Back fashioning neckwear after 15 seasons, Yepremian has settled in Miami near his warmest memories. Over nine years there, the Dolphins came to regard him as fondly as a pet and eventually forgave him for the blocked-kick touchdown pass he accidentally threw to the Washington Redskins in the 1973 Super Bowl. "Washington is also where my streak ended at 20," he remembers, "but I didn't really mind Moseley breaking my record. A last-second field goal to win the game, that's doing it in style."
Moseley was a quarterback at Stephen F. Austin State University in Nacogdoches, Texas, and he is accepted by his fellows as a football player. (Occasionally in his twelve-year pro career he has practiced as an emergency quarterback.) "I know that has been an advantage," he says. "I can share in the feeling, the emotion, the atmosphere of the entire game."

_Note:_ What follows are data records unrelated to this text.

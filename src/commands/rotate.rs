use crate::commands::warn_skipped;
use crate::pdf::{select_pages, PdfDocument, Rotation};
use crate::ranges::parse_ranges;
use anyhow::Result;
use std::path::Path;

pub fn run<P: AsRef<Path>, Q: AsRef<Path>>(
    input: P,
    pages: &str,
    angle: u32,
    output: Q,
) -> Result<()> {
    let Some(rotation) = Rotation::from_degrees(angle) else {
        anyhow::bail!("Rotation angle must be 90, 180 or 270, got {}", angle);
    };

    let mut doc = PdfDocument::open(&input)?;
    let total = doc.page_count();

    let indices = parse_ranges(pages, Some(total))?;
    let (selected, skipped) = select_pages(&indices, total);
    warn_skipped(&skipped, total);

    if selected.is_empty() {
        anyhow::bail!("No pages selected");
    }

    doc.rotate_pages(&selected, rotation)?;
    PdfDocument::save(&mut doc.doc, output.as_ref())?;

    println!(
        "Rotated {} page(s) by {}° into {}",
        selected.len(),
        angle,
        output.as_ref().display()
    );

    Ok(())
}
use crate::pdf::{crypt, PdfDocument};
use anyhow::Result;
use std::path::Path;

pub fn run<P: AsRef<Path>, Q: AsRef<Path>>(input: P, password: &str, output: Q) -> Result<()> {
    let mut doc = PdfDocument::open(&input)?;

    crypt::decrypt_document(&mut doc.doc, password)?;
    PdfDocument::save(&mut doc.doc, output.as_ref())?;

    println!("Decrypted {}", output.as_ref().display());

    Ok(())
}
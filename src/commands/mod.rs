pub mod decrypt;
pub mod encrypt;
pub mod extract;
pub mod info;
pub mod merge;
pub mod meta_set;
pub mod meta_show;
pub mod rotate;
pub mod split;

/// Pages past the end of the document are skipped, not fatal; stale range
/// expressions against a shorter document still do useful work.
pub(crate) fn warn_skipped(skipped: &[u32], total: u32) {
    for page in skipped {
        eprintln!(
            "warning: page {} is beyond the end of the document ({} pages), skipping",
            page, total
        );
    }
}
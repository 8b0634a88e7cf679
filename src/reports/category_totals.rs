//! Category aggregation
//!
//! Groups a period's transactions by category, zero-filling every known
//! category, and ranks the totals. Percentage shares are derived from the
//! ranked totals.

use serde::{Deserialize, Serialize};
use std::collections::HashMap;
use tracing::debug;

use crate::error::{InsightsError, InsightsResult};
use crate::models::{Category, CategoryId, Money, Transaction};

/// Total for one category
#[derive(Debug, Clone, PartialEq, Serialize, Deserialize)]
#[serde(rename_all = "camelCase")]
pub struct CategoryTotal {
    /// Category ID
    pub category_id: CategoryId,
    /// Category name
    pub category_name: String,
    /// Sum of transaction amounts (zero when nothing was recorded)
    pub total: Money,
}

/// Category total with its share of the grand total
#[derive(Debug, Clone, PartialEq, Serialize, Deserialize)]
#[serde(rename_all = "camelCase")]
pub struct CategoryShare {
    /// Category ID
    pub category_id: CategoryId,
    /// Category name
    pub category_name: String,
    /// Sum of transaction amounts
    pub total: Money,
    /// Percentage of the grand total, two decimals
    pub percentage: f64,
}

/// Aggregate transactions into per-category totals.
///
/// Every category in `categories` appears exactly once, with zero when no
/// transaction references it. Results are sorted by total descending; equal
/// totals keep the order of `categories`.
///
/// A transaction referencing a category outside `categories`, or a category
/// of the other kind, is an input-consistency error. So is a category total
/// that overflows.
pub fn aggregate(
    transactions: &[Transaction],
    categories: &[Category],
) -> InsightsResult<Vec<CategoryTotal>> {
    let index: HashMap<CategoryId, usize> = categories
        .iter()
        .enumerate()
        .map(|(i, c)| (c.id, i))
        .collect();

    let mut sums = vec![Money::zero(); categories.len()];

    for txn in transactions {
        let slot = *index
            .get(&txn.category_id)
            .ok_or_else(|| InsightsError::category_not_found(txn.category_id.to_string()))?;

        let category = &categories[slot];
        if category.kind != txn.kind {
            return Err(InsightsError::KindMismatch {
                entity_type: "Transaction",
                category: category.name.clone(),
                expected: category.kind,
                found: txn.kind,
            });
        }

        sums[slot] = sums[slot].checked_add(txn.amount).ok_or_else(|| {
            InsightsError::Validation(format!(
                "Total for category '{}' exceeds the supported range",
                category.name
            ))
        })?;
    }

    let mut totals: Vec<CategoryTotal> = categories
        .iter()
        .zip(sums)
        .map(|(category, total)| CategoryTotal {
            category_id: category.id,
            category_name: category.name.clone(),
            total,
        })
        .collect();

    // sort_by is stable, so ties keep category-list order
    totals.sort_by(|a, b| b.total.cmp(&a.total));

    debug!(
        transactions = transactions.len(),
        categories = categories.len(),
        zero_filled = totals.iter().filter(|t| t.total.is_zero()).count(),
        "aggregated category totals"
    );

    Ok(totals)
}

/// Sum of all totals
pub fn grand_total(totals: &[CategoryTotal]) -> Money {
    totals.iter().map(|t| t.total).sum()
}

/// Attach percentage shares to ranked totals.
///
/// Each share is `100 * total / sum(totals)` rounded half-up to two decimals.
/// When the sum is zero every share is zero.
pub fn percentage_shares(totals: &[CategoryTotal]) -> Vec<CategoryShare> {
    let whole = grand_total(totals);

    totals
        .iter()
        .map(|t| CategoryShare {
            category_id: t.category_id,
            category_name: t.category_name.clone(),
            total: t.total,
            percentage: t.total.percentage_of(whole),
        })
        .collect()
}

#[cfg(test)]
mod tests {
    use super::*;
    use crate::models::TransactionKind;
    use chrono::NaiveDate;

    fn date() -> NaiveDate {
        NaiveDate::from_ymd_opt(2024, 3, 10).unwrap()
    }

    fn expense(category: &Category, cents: i64) -> Transaction {
        Transaction::new(
            TransactionKind::Expense,
            category.id,
            date(),
            Money::from_cents(cents),
        )
    }

    #[test]
    fn test_food_before_rent_with_zero_fill() {
        let rent = Category::new("Rent", TransactionKind::Expense);
        let food = Category::new("Food", TransactionKind::Expense);
        let categories = vec![rent.clone(), food.clone()];
        let transactions = vec![expense(&food, 5000), expense(&food, 3000)];

        let totals = aggregate(&transactions, &categories).unwrap();

        assert_eq!(totals.len(), 2);
        assert_eq!(totals[0].category_name, "Food");
        assert_eq!(totals[0].total, Money::from_cents(8000));
        assert_eq!(totals[1].category_name, "Rent");
        assert_eq!(totals[1].total, Money::zero());
    }

    #[test]
    fn test_entry_count_and_sum_preserved() {
        let categories: Vec<Category> = (0..5)
            .map(|i| Category::new(format!("Category {}", i), TransactionKind::Expense))
            .collect();
        let transactions: Vec<Transaction> = (0..12)
            .map(|i| expense(&categories[i % 3], (i as i64 + 1) * 125))
            .collect();

        let totals = aggregate(&transactions, &categories).unwrap();

        assert_eq!(totals.len(), categories.len());
        let expected: Money = transactions.iter().map(|t| t.amount).sum();
        assert_eq!(grand_total(&totals), expected);
    }

    #[test]
    fn test_ties_keep_category_order() {
        let a = Category::new("Zeta", TransactionKind::Expense);
        let b = Category::new("Alpha", TransactionKind::Expense);
        let c = Category::new("Mid", TransactionKind::Expense);
        let categories = vec![a.clone(), b.clone(), c.clone()];
        let transactions = vec![expense(&a, 100), expense(&b, 100)];

        let totals = aggregate(&transactions, &categories).unwrap();
        let names: Vec<_> = totals.iter().map(|t| t.category_name.as_str()).collect();
        assert_eq!(names, vec!["Zeta", "Alpha", "Mid"]);
    }

    #[test]
    fn test_empty_transactions_zero_fill_everything() {
        let categories = vec![
            Category::new("Rent", TransactionKind::Expense),
            Category::new("Food", TransactionKind::Expense),
        ];
        let totals = aggregate(&[], &categories).unwrap();
        assert_eq!(totals.len(), 2);
        assert!(totals.iter().all(|t| t.total.is_zero()));
        assert_eq!(totals[0].category_name, "Rent");
    }

    #[test]
    fn test_unknown_category_is_error() {
        let rent = Category::new("Rent", TransactionKind::Expense);
        let stray = Category::new("Stray", TransactionKind::Expense);
        let err = aggregate(&[expense(&stray, 100)], &[rent]).unwrap_err();
        assert!(err.is_not_found());
    }

    #[test]
    fn test_kind_mismatch_is_error() {
        let salary = Category::new("Salary", TransactionKind::Income);
        let err = aggregate(&[expense(&salary, 100)], &[salary.clone()]).unwrap_err();
        assert!(matches!(err, InsightsError::KindMismatch { .. }));
    }

    #[test]
    fn test_percentage_shares_sum_to_hundred() {
        let categories: Vec<Category> = ["A", "B", "C"]
            .iter()
            .map(|n| Category::new(*n, TransactionKind::Expense))
            .collect();
        let transactions = vec![
            expense(&categories[0], 100),
            expense(&categories[1], 100),
            expense(&categories[2], 100),
        ];

        let shares = percentage_shares(&aggregate(&transactions, &categories).unwrap());
        let sum: f64 = shares.iter().map(|s| s.percentage).sum();
        assert!((sum - 100.0).abs() < 0.02, "sum was {}", sum);
        assert!(shares.iter().all(|s| s.percentage == 33.33));
    }

    #[test]
    fn test_percentage_shares_all_zero_when_total_zero() {
        let categories = vec![
            Category::new("Rent", TransactionKind::Expense),
            Category::new("Food", TransactionKind::Expense),
        ];
        let shares = percentage_shares(&aggregate(&[], &categories).unwrap());
        assert_eq!(shares.len(), 2);
        assert!(shares.iter().all(|s| s.percentage == 0.0));
    }

    #[test]
    fn test_percentage_rounding() {
        let categories = vec![
            Category::new("Big", TransactionKind::Expense),
            Category::new("Small", TransactionKind::Expense),
        ];
        let transactions = vec![expense(&categories[0], 200), expense(&categories[1], 100)];
        let shares = percentage_shares(&aggregate(&transactions, &categories).unwrap());
        assert_eq!(shares[0].percentage, 66.67);
        assert_eq!(shares[1].percentage, 33.33);
    }

    #[test]
    fn test_wire_field_names() {
        let totals = aggregate(&[], &[Category::new("Rent", TransactionKind::Expense)]).unwrap();
        let json = serde_json::to_string(&totals[0]).unwrap();
        assert!(json.contains("\"categoryName\":\"Rent\""));
        assert!(json.contains("\"total\":0.0"));
    }

    #[test]
    fn test_overflowing_total_is_error() {
        let food = Category::new("Food", TransactionKind::Expense);
        let huge = i64::MAX / 2 + 1;
        let transactions = vec![expense(&food, huge), expense(&food, huge)];
        let err = aggregate(&transactions, &[food]).unwrap_err();
        assert!(matches!(err, InsightsError::Validation(ref msg) if msg.contains("Food")));
    }
}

Besides being a dreary calling at times, kicking positions are as fragile as Viennese chandeliers. After twelve years and four teams, egg-shaped Austrian Toni Fritsch missed two field goals for New Orleans last week and, disgusted with himself, went home to Vienna. Some of the soccer kickers, domestic and foreign, know enough about both football and human nature to risk tossing their lithe bodies about the field recklessly. If they never get smudged, they are certain to feel more isolated from teammates when the extra points blow off course. The New York Jets' Pat Leahy has had a particularly lonesome time this year. "It's not lonely if you don't let it be lonely," says Moseley, meaning if you never miss any field goals. For neglecting to make eleven of 30 last season, he had to wait until the final cut this year to find out if he was even on the team.